4:2 Müjde onlara olduğu gibi bize de duyurulmuştu.
vaaz etmek onlara fayda sağlamadı, onlara imanla karıştırılmadı
duydum.
4:3 Çünkü biz iman edenler, O'nun dediği gibi rahata eriyoruz.
gazabıma yemin ettiler, eğer huzuruma gireceklerse: işler olmasına rağmen
dünyanın kuruluşundan itibaren bitmiştir.
4:4 Çünkü yedinci gün belli bir yerde bu konuda konuştu.
yedinci gün bütün işlerinden dinlendi.
4:5 Ve yine bu yerde, Huzuruma girerlerse.
4:6 Demek ki bazılarının oraya girmesi gerekiyor ve onlar da
İlk vaaz edilen, imansızlıktan içeri girmedi:
4:7 Yine belirli bir gün belirleyerek Davut'ta, ‹Bunca zamandan sonra bugün,› diyor.
bir zaman; Denildiği gibi, Bugün onun sesini duyarsanız, sertleştirmeyin.
kalpler.
4:8 Çünkü İsa onlara huzur vermiş olsaydı, daha sonra dinlenmez miydi?
başka bir günden söz edildi.
4:9 Böylece Tanrı'nın halkına bir dinlenme kalıyor.
4:10 Çünkü rahatına giren, kendi evinden de çıkmış demektir.
Tanrı'nın kendisinden yaptığı gibi çalışır.
4:11 Bu nedenle, kimse peşimizden düşmesin diye, o rahata girmeye çalışalım.
aynı inançsızlık örneği.
4:12 Çünkü Tanrı'nın sözü çabuk, güçlü ve her şeyden keskindir.

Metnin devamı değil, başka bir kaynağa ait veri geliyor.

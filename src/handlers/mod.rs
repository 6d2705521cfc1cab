pub mod orders;
pub mod payments;

use std::future::{ready, Ready};

use actix_web::{dev::Payload, FromRequest, HttpRequest};
use uuid::Uuid;

use crate::application::Caller;
use crate::errors::AppError;

pub const USER_ID_HEADER: &str = "X-User-Id";
pub const USER_ROLE_HEADER: &str = "X-User-Role";

/// Identity is established by the gateway in front of this service and
/// forwarded as headers.
impl FromRequest for Caller {
    type Error = AppError;
    type Future = Ready<Result<Self, Self::Error>>;

    fn from_request(req: &HttpRequest, _: &mut Payload) -> Self::Future {
        let header = |name: &'static str| req.headers().get(name).and_then(|v| v.to_str().ok());
        let caller = header(USER_ID_HEADER)
            .and_then(|raw| Uuid::parse_str(raw.trim()).ok())
            .map(|user_id| Caller {
                user_id,
                admin: header(USER_ROLE_HEADER).is_some_and(|r| r.eq_ignore_ascii_case("admin")),
            })
            .ok_or(AppError::Unauthorized);
        ready(caller)
    }
}
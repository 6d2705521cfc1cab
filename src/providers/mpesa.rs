//! Safaricom M-Pesa (Daraja) STK push.
//!
//! Initiation sends a push prompt to the customer's phone. The response's
//! `CheckoutRequestID` is the correlation key; the asynchronous result
//! callback carries the same id under `Body.stkCallback`.

use async_trait::async_trait;
use base64::engine::general_purpose::STANDARD;
use base64::Engine;
use bigdecimal::{BigDecimal, RoundingMode, ToPrimitive};
use chrono::{DateTime, FixedOffset, Utc};
use log::{debug, warn};
use serde::{Deserialize, Serialize};
use serde_json::{json, Value};

use super::{decimal_from_json, CallbackError, InitiationRequest, PaymentProvider, ProviderAcceptance};
use crate::config::MpesaConfig;
use crate::domain::errors::DomainError;
use crate::domain::payment::{CallbackOutcome, CallbackResult, CorrelationKey, PaymentMethod};
use crate::domain::phone::normalize_msisdn;

const NAIROBI_OFFSET_SECS: i32 = 3 * 3600;

pub struct MpesaProvider {
    client: reqwest::Client,
    config: MpesaConfig,
    callback_url: String,
}

#[derive(Debug, Deserialize)]
struct TokenResponse {
    access_token: String,
}

#[derive(Debug, Serialize)]
#[serde(rename_all = "PascalCase")]
struct StkPushRequest<'a> {
    business_short_code: &'a str,
    password: String,
    timestamp: String,
    transaction_type: &'static str,
    amount: u64,
    party_a: &'a str,
    party_b: &'a str,
    phone_number: &'a str,
    #[serde(rename = "CallBackURL")]
    callback_url: &'a str,
    account_reference: &'a str,
    transaction_desc: String,
}

#[derive(Debug, Deserialize)]
struct StkPushResponse {
    #[serde(rename = "CheckoutRequestID")]
    checkout_request_id: Option<String>,
    #[serde(rename = "ResponseCode")]
    response_code: Option<String>,
    #[serde(rename = "ResponseDescription")]
    response_description: Option<String>,
    #[serde(rename = "CustomerMessage")]
    customer_message: Option<String>,
    #[serde(rename = "errorMessage")]
    error_message: Option<String>,
}

#[derive(Debug, Deserialize)]
struct CallbackEnvelope {
    #[serde(rename = "Body")]
    body: CallbackBody,
}

#[derive(Debug, Deserialize)]
struct CallbackBody {
    #[serde(rename = "stkCallback")]
    stk_callback: StkCallback,
}

#[derive(Debug, Deserialize)]
struct StkCallback {
    #[serde(rename = "CheckoutRequestID", default)]
    checkout_request_id: Option<String>,
    #[serde(rename = "ResultCode", default)]
    result_code: Option<Value>,
    #[serde(rename = "ResultDesc", default)]
    result_desc: Option<String>,
    #[serde(rename = "CallbackMetadata", default)]
    callback_metadata: Option<CallbackMetadata>,
}

#[derive(Debug, Deserialize)]
struct CallbackMetadata {
    #[serde(rename = "Item", default)]
    items: Vec<MetadataItem>,
}

#[derive(Debug, Deserialize)]
struct MetadataItem {
    #[serde(rename = "Name")]
    name: String,
    #[serde(rename = "Value", default)]
    value: Option<Value>,
}

impl CallbackMetadata {
    fn get(&self, name: &str) -> Option<&Value> {
        self.items
            .iter()
            .find(|i| i.name == name)
            .and_then(|i| i.value.as_ref())
    }
}

/// `base64(short_code + passkey + timestamp)`
pub fn stk_password(short_code: &str, passkey: &str, timestamp: &str) -> String {
    STANDARD.encode(format!("{short_code}{passkey}{timestamp}"))
}

/// Daraja wants local (EAT) time as `YYYYMMDDHHMMSS`.
pub fn stk_timestamp(now: DateTime<Utc>) -> String {
    let local = FixedOffset::east_opt(NAIROBI_OFFSET_SECS)
        .map(|offset| now.with_timezone(&offset).naive_local())
        .unwrap_or_else(|| now.naive_utc());
    local.format("%Y%m%d%H%M%S").to_string()
}

/// STK push only takes whole shillings; round up so the customer never underpays.
pub fn whole_units(amount: &BigDecimal) -> Result<u64, DomainError> {
    amount
        .with_scale_round(0, RoundingMode::Up)
        .to_u64()
        .filter(|a| *a > 0)
        .ok_or_else(|| DomainError::InvalidInput(format!("cannot charge {amount} via M-Pesa")))
}

fn result_code(value: &Value) -> Option<i64> {
    match value {
        Value::Number(n) => n.as_i64(),
        Value::String(s) => s.trim().parse().ok(),
        _ => None,
    }
}

impl MpesaProvider {
    pub fn new(client: reqwest::Client, config: MpesaConfig, callback_url: String) -> Self {
        Self {
            client,
            config,
            callback_url,
        }
    }

    async fn access_token(&self) -> Result<String, DomainError> {
        let response = self
            .client
            .get(format!("{}/oauth/v1/generate", self.config.base_url))
            .query(&[("grant_type", "client_credentials")])
            .basic_auth(&self.config.consumer_key, Some(self.config.consumer_secret.reveal()))
            .send()
            .await?;
        if !response.status().is_success() {
            return Err(DomainError::Provider(format!(
                "M-Pesa token request failed with status {}",
                response.status()
            )));
        }
        Ok(response.json::<TokenResponse>().await?.access_token)
    }
}

#[async_trait]
impl PaymentProvider for MpesaProvider {
    fn method(&self) -> PaymentMethod {
        PaymentMethod::Mpesa
    }

    fn correlation_key(&self) -> CorrelationKey {
        CorrelationKey::CheckoutRequestId
    }

    async fn initiate(&self, request: &InitiationRequest) -> Result<ProviderAcceptance, DomainError> {
        let phone = normalize_msisdn(&request.contact)?;
        let amount = whole_units(&request.amount)?;
        let token = self.access_token().await?;
        let timestamp = stk_timestamp(Utc::now());
        let body = StkPushRequest {
            business_short_code: &self.config.short_code,
            password: stk_password(&self.config.short_code, self.config.passkey.reveal(), &timestamp),
            timestamp,
            transaction_type: "CustomerPayBillOnline",
            amount,
            party_a: &phone,
            party_b: &self.config.short_code,
            phone_number: &phone,
            callback_url: &self.callback_url,
            account_reference: &request.order_number,
            transaction_desc: format!("Payment for order {}", request.order_number),
        };
        debug!("Sending STK push for order {} ({amount})", request.order_number);

        let response = self
            .client
            .post(format!("{}/mpesa/stkpush/v1/processrequest", self.config.base_url))
            .bearer_auth(token)
            .json(&body)
            .send()
            .await?;
        let status = response.status();
        let raw: Value = response.json().await?;
        let parsed: StkPushResponse = serde_json::from_value(raw.clone())
            .map_err(|e| DomainError::Provider(format!("unexpected STK push response: {e}")))?;

        match (status.is_success(), parsed.response_code.as_deref(), parsed.checkout_request_id) {
            (true, Some("0"), Some(checkout_request_id)) => Ok(ProviderAcceptance {
                reference: checkout_request_id,
                contact: phone,
                customer_message: parsed.customer_message,
                client_secret: None,
                raw,
            }),
            _ => {
                let reason = parsed
                    .error_message
                    .or(parsed.response_description)
                    .unwrap_or_else(|| format!("STK push rejected with status {status}"));
                warn!("M-Pesa rejected STK push for order {}: {reason}", request.order_number);
                Err(DomainError::Provider(reason))
            }
        }
    }

    fn parse_callback(&self, body: &[u8]) -> Result<Option<CallbackOutcome>, CallbackError> {
        let raw: Value =
            serde_json::from_slice(body).map_err(|e| CallbackError::Malformed(e.to_string()))?;
        let envelope: CallbackEnvelope = serde_json::from_value(raw.clone())
            .map_err(|e| CallbackError::Malformed(e.to_string()))?;
        let callback = envelope.body.stk_callback;
        let reference = callback
            .checkout_request_id
            .filter(|id| !id.is_empty())
            .ok_or_else(|| CallbackError::Malformed("missing CheckoutRequestID".to_string()))?;
        let code = callback
            .result_code
            .as_ref()
            .and_then(result_code)
            .ok_or_else(|| CallbackError::Malformed("missing ResultCode".to_string()))?;

        let result = if code == 0 {
            let metadata = callback.callback_metadata;
            CallbackResult::Succeeded {
                amount: metadata
                    .as_ref()
                    .and_then(|m| m.get("Amount"))
                    .and_then(decimal_from_json),
                receipt: metadata
                    .as_ref()
                    .and_then(|m| m.get("MpesaReceiptNumber"))
                    .and_then(|v| v.as_str().map(str::to_string)),
            }
        } else {
            CallbackResult::Failed {
                reason: callback
                    .result_desc
                    .unwrap_or_else(|| format!("M-Pesa result code {code}")),
            }
        };
        Ok(Some(CallbackOutcome {
            provider: PaymentMethod::Mpesa,
            reference,
            attempt_id: None,
            result,
            raw,
        }))
    }

    fn acknowledgement(&self) -> Value {
        json!({ "ResultCode": 0, "ResultDesc": "Accepted" })
    }
}
use std::time::Duration;

use actix_web::web;
use chrono::Utc;
use log::{error, info};

use crate::application::order_service::OrderService;

/// Periodically cancels pay-now orders whose payment never arrived.
pub async fn run_expiry_sweep(
    orders: web::Data<OrderService>,
    every: Duration,
    timeout: chrono::Duration,
) {
    info!("Unpaid order sweep every {every:?}, timeout {} min", timeout.num_minutes());
    let mut ticker = tokio::time::interval(every);
    loop {
        ticker.tick().await;
        let service = orders.clone();
        match web::block(move || service.expire_unpaid_orders(Utc::now(), timeout)).await {
            Ok(Ok(0)) => {}
            Ok(Ok(n)) => info!("Sweep cancelled {n} unpaid orders"),
            Ok(Err(e)) => error!("Unpaid order sweep failed: {e}"),
            Err(e) => error!("Unpaid order sweep could not run: {e}"),
        }
    }
}
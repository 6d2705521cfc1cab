use thiserror::Error;
use uuid::Uuid;

#[derive(Debug, Error)]
pub enum DomainError {
    #[error("Not found")]
    NotFound,
    #[error("Product {0} does not exist")]
    ProductNotFound(Uuid),
    #[error("Product '{0}' is no longer available")]
    ProductInactive(String),
    #[error("Insufficient stock for '{product}': requested {requested}, available {available}")]
    OutOfStock {
        product: String,
        requested: i32,
        available: i32,
    },
    #[error("Order total does not match")]
    TotalMismatch,
    #[error("Invalid input: {0}")]
    InvalidInput(String),
    #[error("Invalid phone number: {0}")]
    InvalidPhoneNumber(String),
    #[error("Cannot move order from {from} to {to}")]
    InvalidTransition { from: String, to: String },
    #[error("Forbidden")]
    Forbidden,
    #[error("Conflict: {0}")]
    Conflict(String),
    #[error("Payment provider error: {0}")]
    Provider(String),
    #[error("Internal error: {0}")]
    Internal(String),
}

impl DomainError {
    /// Errors the caller can fix by changing the request.
    pub fn is_validation(&self) -> bool {
        matches!(
            self,
            DomainError::ProductNotFound(_)
                | DomainError::ProductInactive(_)
                | DomainError::OutOfStock { .. }
                | DomainError::TotalMismatch
                | DomainError::InvalidInput(_)
                | DomainError::InvalidPhoneNumber(_)
        )
    }
}
impl PaymentRepository for InMemoryStore {
    fn insert(&self, payment: NewPayment) -> Result<Payment, DomainError> {
        let mut state = self.lock()?;
        if state.payments.values().any(|p| {
            p.provider == payment.provider && p.provider_reference == payment.provider_reference
        }) {
            return Err(DomainError::Conflict(format!(
                "{} payment {} already recorded",
                payment.provider, payment.provider_reference
            )));
        }
        let now = Utc::now();
        let stored = Payment {
            id: payment.id,
            order_id: payment.order_id,
            provider: payment.provider,
            provider_reference: payment.provider_reference,
            amount: payment.amount,
            currency: payment.currency,
            status: payment.status,
            payer_contact: payment.payer_contact,
            receipt: None,
            failure_reason: payment.failure_reason,
            raw_payload: payment.raw_payload,
            created_at: now,
            updated_at: now,
            completed_at: None,
        };
        state.payments.insert(stored.id, stored.clone());
        Ok(stored)
    }

    fn find_by_id(&self, id: Uuid) -> Result<Option<Payment>, DomainError> {
        Ok(self.lock()?.payments.get(&id).cloned())
    }

    fn find_by_reference(
        &self,
        provider: PaymentMethod,
        reference: &str,
    ) -> Result<Option<Payment>, DomainError> {
        Ok(self
            .lock()?
            .payments
            .values()
            .find(|p| p.provider == provider && p.provider_reference == reference)
            .cloned())
    }

    fn update_attempt(&self, id: Uuid, update: AttemptUpdate) -> Result<Payment, DomainError> {
        let mut state = self.lock()?;
        let entry = state.payments.get_mut(&id).ok_or(DomainError::NotFound)?;
        entry.provider_reference = update.reference;
        if update.contact.is_some() {
            entry.payer_contact = update.contact;
        }
        if entry.status == PaymentStatus::Processing {
            match update.outcome {
                AttemptOutcome::Accepted { raw } => {
                    entry.status = PaymentStatus::Pending;
                    entry.raw_payload = Some(raw);
                }
                AttemptOutcome::Rejected { reason } => {
                    entry.status = PaymentStatus::Failed;
                    entry.failure_reason = Some(reason);
                }
            }
        }
        entry.updated_at = Utc::now();
        Ok(entry.clone())
    }

    fn settle(&self, settlement: Settlement) -> Result<SettleResult, DomainError> {
        let mut state = self.lock()?;
        let payment = state
            .payments
            .get(&settlement.payment_id)
            .cloned()
            .ok_or(DomainError::NotFound)?;
        if !settlement.kind.applies_to(payment.status) {
            return Ok(SettleResult::AlreadyTerminal(payment));
        }

        let updated = {
            let entry = state
                .payments
                .get_mut(&settlement.payment_id)
                .ok_or(DomainError::NotFound)?;
            match &settlement.kind {
                SettlementKind::Completed { receipt } => {
                    entry.status = PaymentStatus::Completed;
                    entry.receipt = receipt.clone();
                    entry.completed_at = Some(settlement.at);
                }
                SettlementKind::Failed { reason } => {
                    entry.status = PaymentStatus::Failed;
                    entry.failure_reason = Some(reason.clone());
                }
            }
            entry.raw_payload = Some(settlement.raw_payload.clone());
            entry.updated_at = settlement.at;
            entry.clone()
        };

        let Some(order_id) = updated.order_id else {
            return Ok(SettleResult::Applied(updated));
        };
        match &settlement.kind {
            SettlementKind::Completed { receipt } => {
                if let Some(order) = state.orders.get_mut(&order_id) {
                    order.payment_status = OrderPaymentStatus::Paid;
                    order.paid_at = Some(settlement.at);
                    order.payment_reference = Some(updated.provider_reference.clone());
                    order.updated_at = settlement.at;
                    if order.status == OrderStatus::Pending {
                        order.status = OrderStatus::Confirmed;
                        order.history.push(StatusHistoryEntry {
                            status: OrderStatus::Confirmed,
                            note: Some(format!("payment received via {}", updated.provider)),
                            created_at: settlement.at,
                        });
                    }
                }
                record(
                    &mut state,
                    order_id,
                    "OrderPaid",
                    json!({
                        "order_id": order_id,
                        "payment_id": updated.id,
                        "provider": updated.provider.as_str(),
                        "receipt": receipt,
                        "amount": updated.amount.to_string(),
                    }),
                );
            }
            SettlementKind::Failed { reason } => {
                record(
                    &mut state,
                    order_id,
                    "PaymentFailed",
                    json!({
                        "order_id": order_id,
                        "payment_id": updated.id,
                        "provider": updated.provider.as_str(),
                        "reason": reason,
                    }),
                );
            }
        }
        Ok(SettleResult::Applied(updated))
    }
}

ruhu ikiye bölecek kadar delen iki ucu keskin kılıç ve
ruhun, eklemlerin ve iliğin ve düşüncelerin ayırt edicisidir.
ve kalbin niyetleri.
4:13 O'nun gözünde görünmeyen hiçbir canlı yoktur.
Her şey çıplaktır ve birlikte olmamız gereken kişinin gözleri önünde açılır.
Yapmak.
4:14 Bakın, büyük bir başkâhinimiz var.
gökler, Tanrı'nın Oğlu İsa, mesleğimize sımsıkı sarılalım.
4:15 Çünkü duygudan etkilenmeyecek bir başkâhinimiz yoktur.
zayıflıklarımızdan; ama her konuda bizim gibi cazipti, henüz
günahsız
4:16 Bunun için lütuf tahtına cesaretle yaklaşalım.
merhamet edin ve ihtiyaç anında yardım etmek için lütuf bulun.